Increased temperature and more intense sunny days also means I can remove my grow light setup for my adult desert plants.
As you can see in the image above at right, the vacuum will need to be broken out after all this.
My echeveria got a coffee treatment today to lower the soil pH. Luckily, I had some leftover bean juice I couldn’t finish and that just got funneled right into the soil. Plus I pruned away the dried-out flower stalks just so my cat wouldn’t chew on them and inadvertantly make a mess.
I’ve also still got my little infant jade plant going. I suspect she may need a larger home to grow into soon, but for now she got some very-diluted fertilizer and water.
Care for all the other plants
First things first, my own care. I stopped to eat a chamomile flower – I love the grassy-yet-sweet taste of these little darlings.
We start with the easy things to do. My kitchen window basils get misted, my recently-pruned celery gets checked on, and my epiphytes go in for their bath. My crispy wave fern goes in for its shower.
While the gorgini sit in their 20-minute warm water bath, I get to the rest of the plant care. The parlor palms also get checked on, and they seem plenty watered and happy. Next the ponytail palm gets checked on – same situation there. Take a look at the closed terrarium – all good, seeing some growth there. White willow sapling gets a good drenching from the watering can. All spider plants get a watering. Peperomia gets a look-see and since the soil’s dry down two inches, a good watering is had.
Gorgons come out of the bath, and look – these two are hugging are they dry!
Next comes two bigger undertakings: (1) Pruning and cleanup, and (2) Re-seeding.
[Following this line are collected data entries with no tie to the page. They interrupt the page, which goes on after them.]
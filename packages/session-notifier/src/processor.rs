use std::collections::BTreeSet;
use std::fmt;
use std::sync::Arc;

use aws_lambda_events::event::dynamodb::EventRecord;
use serde_dynamo::{from_item, Item};
use tracing::{debug, info, warn};

use shared::config::StoreConfig;
use shared::fanout::{ChangeKind, ChangedRow, RowChange};
use shared::repositories::session_repository::SessionRepository;

use crate::connections::{ConnectionRepository, Delivery};

#[derive(Debug)]
pub enum NotifierError {
    Decode(String),
    Repository(String),
    Delivery(String),
}

impl fmt::Display for NotifierError {
    fn fmt(&self, f: &mut fmt::Formatter) -> fmt::Result {
        match self {
            NotifierError::Decode(msg) => write!(f, "Could not decode stream record: {}", msg),
            NotifierError::Repository(msg) => write!(f, "Repository error: {}", msg),
            NotifierError::Delivery(msg) => write!(f, "Delivery error: {}", msg),
        }
    }
}

impl std::error::Error for NotifierError {}

#[derive(Debug, Clone, Copy, PartialEq, Eq)]
pub enum StreamTable {
    Invites,
    Sessions,
    Participants,
}

/// Maps a stream ARN (`arn:aws:dynamodb:...:table/<name>/stream/<label>`)
/// onto one of the tables clients care about.
pub fn table_for_arn(tables: &StoreConfig, arn: &str) -> Option<StreamTable> {
    let name = arn.split("table/").nth(1)?.split('/').next()?;

    if name == tables.invites_table {
        Some(StreamTable::Invites)
    } else if name == tables.sessions_table {
        Some(StreamTable::Sessions)
    } else if name == tables.participants_table {
        Some(StreamTable::Participants)
    } else {
        None
    }
}

pub fn change_kind(event_name: &str) -> Option<ChangeKind> {
    match event_name {
        "INSERT" => Some(ChangeKind::Insert),
        "MODIFY" => Some(ChangeKind::Modify),
        "REMOVE" => Some(ChangeKind::Remove),
        _ => None,
    }
}

pub fn decode_change(
    table: StreamTable,
    kind: ChangeKind,
    image: Item,
) -> Result<RowChange, NotifierError> {
    let decode = |e: serde_dynamo::Error| NotifierError::Decode(e.to_string());

    let row = match table {
        StreamTable::Invites => ChangedRow::Invite(from_item(image).map_err(decode)?),
        StreamTable::Sessions => ChangedRow::Session(from_item(image).map_err(decode)?),
        StreamTable::Participants => ChangedRow::Participant(from_item(image).map_err(decode)?),
    };

    Ok(RowChange::new(kind, row))
}

/// Pushes committed invite, session and participant changes to the
/// WebSocket connections of every host the row concerns.
pub struct SessionNotifier {
    tables: StoreConfig,
    sessions: Arc<dyn SessionRepository>,
    connections: Arc<dyn ConnectionRepository>,
}

impl SessionNotifier {
    pub fn new(
        tables: StoreConfig,
        sessions: Arc<dyn SessionRepository>,
        connections: Arc<dyn ConnectionRepository>,
    ) -> Self {
        Self {
            tables,
            sessions,
            connections,
        }
    }

    pub async fn process_record(&self, record: EventRecord) -> Result<(), NotifierError> {
        let Some(kind) = change_kind(record.event_name.as_str()) else {
            info!("Unhandled event type: {}", record.event_name);
            return Ok(());
        };
        let Some(table) = record
            .event_source_arn
            .as_deref()
            .and_then(|arn| table_for_arn(&self.tables, arn))
        else {
            debug!("Ignoring record from {:?}", record.event_source_arn);
            return Ok(());
        };

        let image = match kind {
            ChangeKind::Remove => record.change.old_image,
            ChangeKind::Insert | ChangeKind::Modify => record.change.new_image,
        };

        let change = decode_change(table, kind, image)?;
        self.notify(&change).await?;
        Ok(())
    }

    /// Sends `change` to every connected recipient and returns how many got it.
    pub async fn notify(&self, change: &RowChange) -> Result<usize, NotifierError> {
        let message =
            serde_json::to_string(change).map_err(|e| NotifierError::Decode(e.to_string()))?;
        let recipients = self.recipients(change).await?;

        let mut delivered = 0;
        for host_id in &recipients {
            match self.deliver(host_id, &message).await {
                Ok(true) => delivered += 1,
                Ok(false) => {}
                // One broken socket must not keep the others from hearing about the change.
                Err(e) => warn!("Failed to notify host {}: {}", host_id, e),
            }
        }

        debug!(
            "Delivered {:?} change to {} of {} hosts",
            change.kind,
            delivered,
            recipients.len()
        );
        Ok(delivered)
    }

    pub async fn recipients(&self, change: &RowChange) -> Result<Vec<String>, NotifierError> {
        let mut hosts = BTreeSet::new();

        match &change.row {
            ChangedRow::Invite(invite) => {
                hosts.insert(invite.to_host_id.clone());
                hosts.insert(invite.from_host_id.clone());
            }
            ChangedRow::Session(session) => {
                hosts.insert(session.host_a.clone());
                hosts.insert(session.host_b.clone());
                hosts.extend(self.participant_ids(&session.session_id).await?);
            }
            ChangedRow::Participant(participant) => {
                hosts.insert(participant.profile_id.clone());
                hosts.extend(self.participant_ids(&participant.session_id).await?);
            }
        }

        Ok(hosts.into_iter().collect())
    }

    async fn participant_ids(&self, session_id: &str) -> Result<Vec<String>, NotifierError> {
        let participants = self
            .sessions
            .list_participants(session_id)
            .await
            .map_err(|e| NotifierError::Repository(e.to_string()))?;

        Ok(participants.into_iter().map(|p| p.profile_id).collect())
    }

    async fn deliver(&self, host_id: &str, message: &str) -> Result<bool, NotifierError> {
        let Some(connection_id) = self
            .connections
            .get_connection_id(host_id)
            .await
            .map_err(|e| NotifierError::Repository(e.to_string()))?
        else {
            debug!("Host {} has no open connection", host_id);
            return Ok(false);
        };

        let delivery = self
            .connections
            .send_message(&connection_id, message)
            .await
            .map_err(|e| NotifierError::Delivery(e.to_string()))?;

        match delivery {
            Delivery::Sent => Ok(true),
            Delivery::Gone => {
                info!(
                    "Connection {} of host {} is gone, dropping it",
                    connection_id, host_id
                );
                self.connections
                    .remove_connection(host_id)
                    .await
                    .map_err(|e| NotifierError::Repository(e.to_string()))?;
                Ok(false)
            }
        }
    }
}
use axum::{extract::FromRequestParts, http::request::Parts};

use crate::{error::ApiError, state::AppState};
use shared::services::auth_service::AuthServiceTrait;
use shared::services::errors::auth_service_errors::AuthServiceError;

/// The host making the request, taken from the bearer token's subject.
#[derive(Debug, Clone)]
pub struct AuthenticatedHost {
    pub host_id: String,
}

impl FromRequestParts<AppState> for AuthenticatedHost {
    type Rejection = ApiError;

    async fn from_request_parts(
        parts: &mut Parts,
        state: &AppState,
    ) -> Result<Self, Self::Rejection> {
        let auth_header = parts
            .headers
            .get("Authorization")
            .ok_or(ApiError::AuthService(AuthServiceError::InvalidCredentials))?
            .to_str()
            .map_err(|_| {
                ApiError::AuthService(AuthServiceError::ValidationError(
                    "Invalid header format".to_string(),
                ))
            })?;

        let token = auth_header
            .strip_prefix("Bearer ")
            .ok_or(ApiError::AuthService(AuthServiceError::InvalidCredentials))?;

        let host_id = state
            .auth_service
            .extract_host_id_from_token(token)
            .map_err(ApiError::from)?;

        Ok(AuthenticatedHost { host_id })
    }
}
These primarily take place for my bedroom and bathroom plants.
Check out the before-and-after of cleanup in my bedroom window:
You might notice that a wheatgrass is missing in both photos. All of my wheatgrasses needed replanted. With grasses, regular pruning/cutting can help keep them healthy and green, but I fell off with my pruning because wheatgrass just grows so fast! So I saved what I could and re-seeded.
Now, one of my bathroom plants died and so I had to prune the rotted-out remnants away. Someday, in my dreams, I’ll have somewhere to compost this type of thing. But otherwise I make sure all the bathroom plants are dust-free, doing well, and watered.